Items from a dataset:
use axum::{Json, extract::State, http::StatusCode};
use rust_decimal::Decimal;
use serde::{Deserialize, Serialize};

use cierre_core::identity::IdentityHeaders;
use cierre_core::response::ApiResponse;

use crate::domain::types::ExchangeRate;
use crate::error::CrmServiceError;
use crate::state::AppState;
use crate::usecase::exchange_rate::{LatestRateUseCase, RecordRateInput, RecordRateUseCase};

#[derive(Serialize)]
pub struct ExchangeRateResponse {
    pub id: String,
    pub date: chrono::NaiveDate,
    pub usd_to_ars: Decimal,
    pub source: String,
    #[serde(serialize_with = "cierre_core::serde::to_rfc3339_ms")]
    pub created_at: chrono::DateTime<chrono::Utc>,
}

impl From<ExchangeRate> for ExchangeRateResponse {
    fn from(rate: ExchangeRate) -> Self {
        Self {
            id: rate.id.to_string(),
            date: rate.date,
            usd_to_ars: rate.usd_to_ars,
            source: rate.source,
            created_at: rate.created_at,
        }
    }
}

// ── GET /exchange-rates/latest ───────────────────────────────────────────────

pub async fn get_latest_rate(
    _identity: IdentityHeaders,
    State(state): State<AppState>,
) -> Result<Json<ApiResponse<ExchangeRateResponse>>, CrmServiceError> {
    let usecase = LatestRateUseCase {
        rates: state.exchange_rate_repo(),
    };
    let rate = usecase.execute().await?;
    Ok(Json(ApiResponse::ok(rate.into())))
}

// ── POST /exchange-rates ─────────────────────────────────────────────────────

#[derive(Deserialize)]
pub struct RecordRateRequest {
    pub usd_to_ars: Decimal,
    #[serde(default = "default_source")]
    pub source: String,
}

fn default_source() -> String {
    "manual".to_owned()
}

pub async fn record_rate(
    identity: IdentityHeaders,
    State(state): State<AppState>,
    Json(body): Json<RecordRateRequest>,
) -> Result<(StatusCode, Json<ApiResponse<ExchangeRateResponse>>), CrmServiceError> {
    let usecase = RecordRateUseCase {
        rates: state.exchange_rate_repo(),
        users: state.user_repo(),
    };
    let rate = usecase
        .execute(
            identity.user_id,
            RecordRateInput {
                usd_to_ars: body.usd_to_ars,
                source: body.source,
            },
        )
        .await?;
    Ok((StatusCode::CREATED, Json(ApiResponse::ok(rate.into()))))
}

_Exercise goal_.
What you give back must match the records word for word.

_Your solution_.
use axum::{Json, extract::State, http::StatusCode};
use rust_decimal::Decimal;
use serde::{Deserialize, Serialize};

use cierre_core::identity::IdentityHeaders;
use cierre_core::response::ApiResponse;

use crate::domain::types::ExchangeRate;
use crate::error::CrmServiceError;
use crate::state::AppState;
use crate::usecase::exchange_rate::{LatestRateUseCase, RecordRateInput, RecordRateUseCase};

#[derive(Serialize)]
pub struct ExchangeRateResponse {
    pub id: String,
    pub date: chrono::NaiveDate,
    pub usd_to_ars: Decimal,
    pub source: String,
    #[serde(serialize_with = "cierre_core::serde::to_rfc3339_ms")]
    pub created_at: chrono::DateTime<chrono::Utc>,
}

impl From<ExchangeRate> for ExchangeRateResponse {
    fn from(rate: ExchangeRate) -> Self {
        Self {
            id: rate.id.to_string(),
            date: rate.date,
            usd_to_ars: rate.usd_to_ars,
            source: rate.source,
            created_at: rate.created_at,
        }
    }
}

// ── GET /exchange-rates/latest ───────────────────────────────────────────────

pub async fn get_latest_rate(
    _identity: IdentityHeaders,
    State(state): State<AppState>,
) -> Result<Json<ApiResponse<ExchangeRateResponse>>, CrmServiceError> {
    let usecase = LatestRateUseCase {
        rates: state.exchange_rate_repo(),
    };
    let rate = usecase.execute().await?;
    Ok(Json(ApiResponse::ok(rate.into())))
}

// ── POST /exchange-rates ─────────────────────────────────────────────────────

#[derive(Deserialize)]
pub struct RecordRateRequest {
    pub usd_to_ars: Decimal,
    #[serde(default = "default_source")]
    pub source: String,
}

fn default_source() -> String {
    "manual".to_owned()
}

pub async fn record_rate(
    identity: IdentityHeaders,
    State(state): State<AppState>,
    Json(body): Json<RecordRateRequest>,
) -> Result<(StatusCode, Json<ApiResponse<ExchangeRateResponse>>), CrmServiceError> {
    let usecase = RecordRateUseCase {
        rates: state.exchange_rate_repo(),
        users: state.user_repo(),
    };
    let rate = usecase
        .execute(
            identity.user_id,
            RecordRateInput {
                usd_to_ars: body.usd_to_ars,
                source: body.source,
            },
        )
        .await?;
    Ok((StatusCode::CREATED, Json(ApiResponse::ok(rate.into()))))
}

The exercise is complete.